BEGIN
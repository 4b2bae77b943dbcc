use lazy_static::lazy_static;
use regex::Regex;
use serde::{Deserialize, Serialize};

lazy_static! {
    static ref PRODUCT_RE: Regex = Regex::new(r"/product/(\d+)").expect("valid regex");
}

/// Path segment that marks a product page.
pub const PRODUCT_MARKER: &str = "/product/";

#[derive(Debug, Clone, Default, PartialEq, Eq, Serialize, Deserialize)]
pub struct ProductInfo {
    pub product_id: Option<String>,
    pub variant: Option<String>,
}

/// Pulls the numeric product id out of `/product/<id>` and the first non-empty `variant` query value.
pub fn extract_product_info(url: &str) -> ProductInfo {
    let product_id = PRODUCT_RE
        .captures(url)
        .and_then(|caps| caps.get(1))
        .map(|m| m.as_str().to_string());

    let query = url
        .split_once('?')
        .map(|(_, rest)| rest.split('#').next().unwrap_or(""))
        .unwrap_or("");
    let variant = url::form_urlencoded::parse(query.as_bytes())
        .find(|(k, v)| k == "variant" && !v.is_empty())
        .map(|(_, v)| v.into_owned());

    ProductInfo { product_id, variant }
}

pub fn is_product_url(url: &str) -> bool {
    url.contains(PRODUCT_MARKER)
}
END
### Work instructions
Working from the listing above, pick out every line that has "Option" and copy it.

### Response area
    pub product_id: Option<String>,
    pub variant: Option<String>,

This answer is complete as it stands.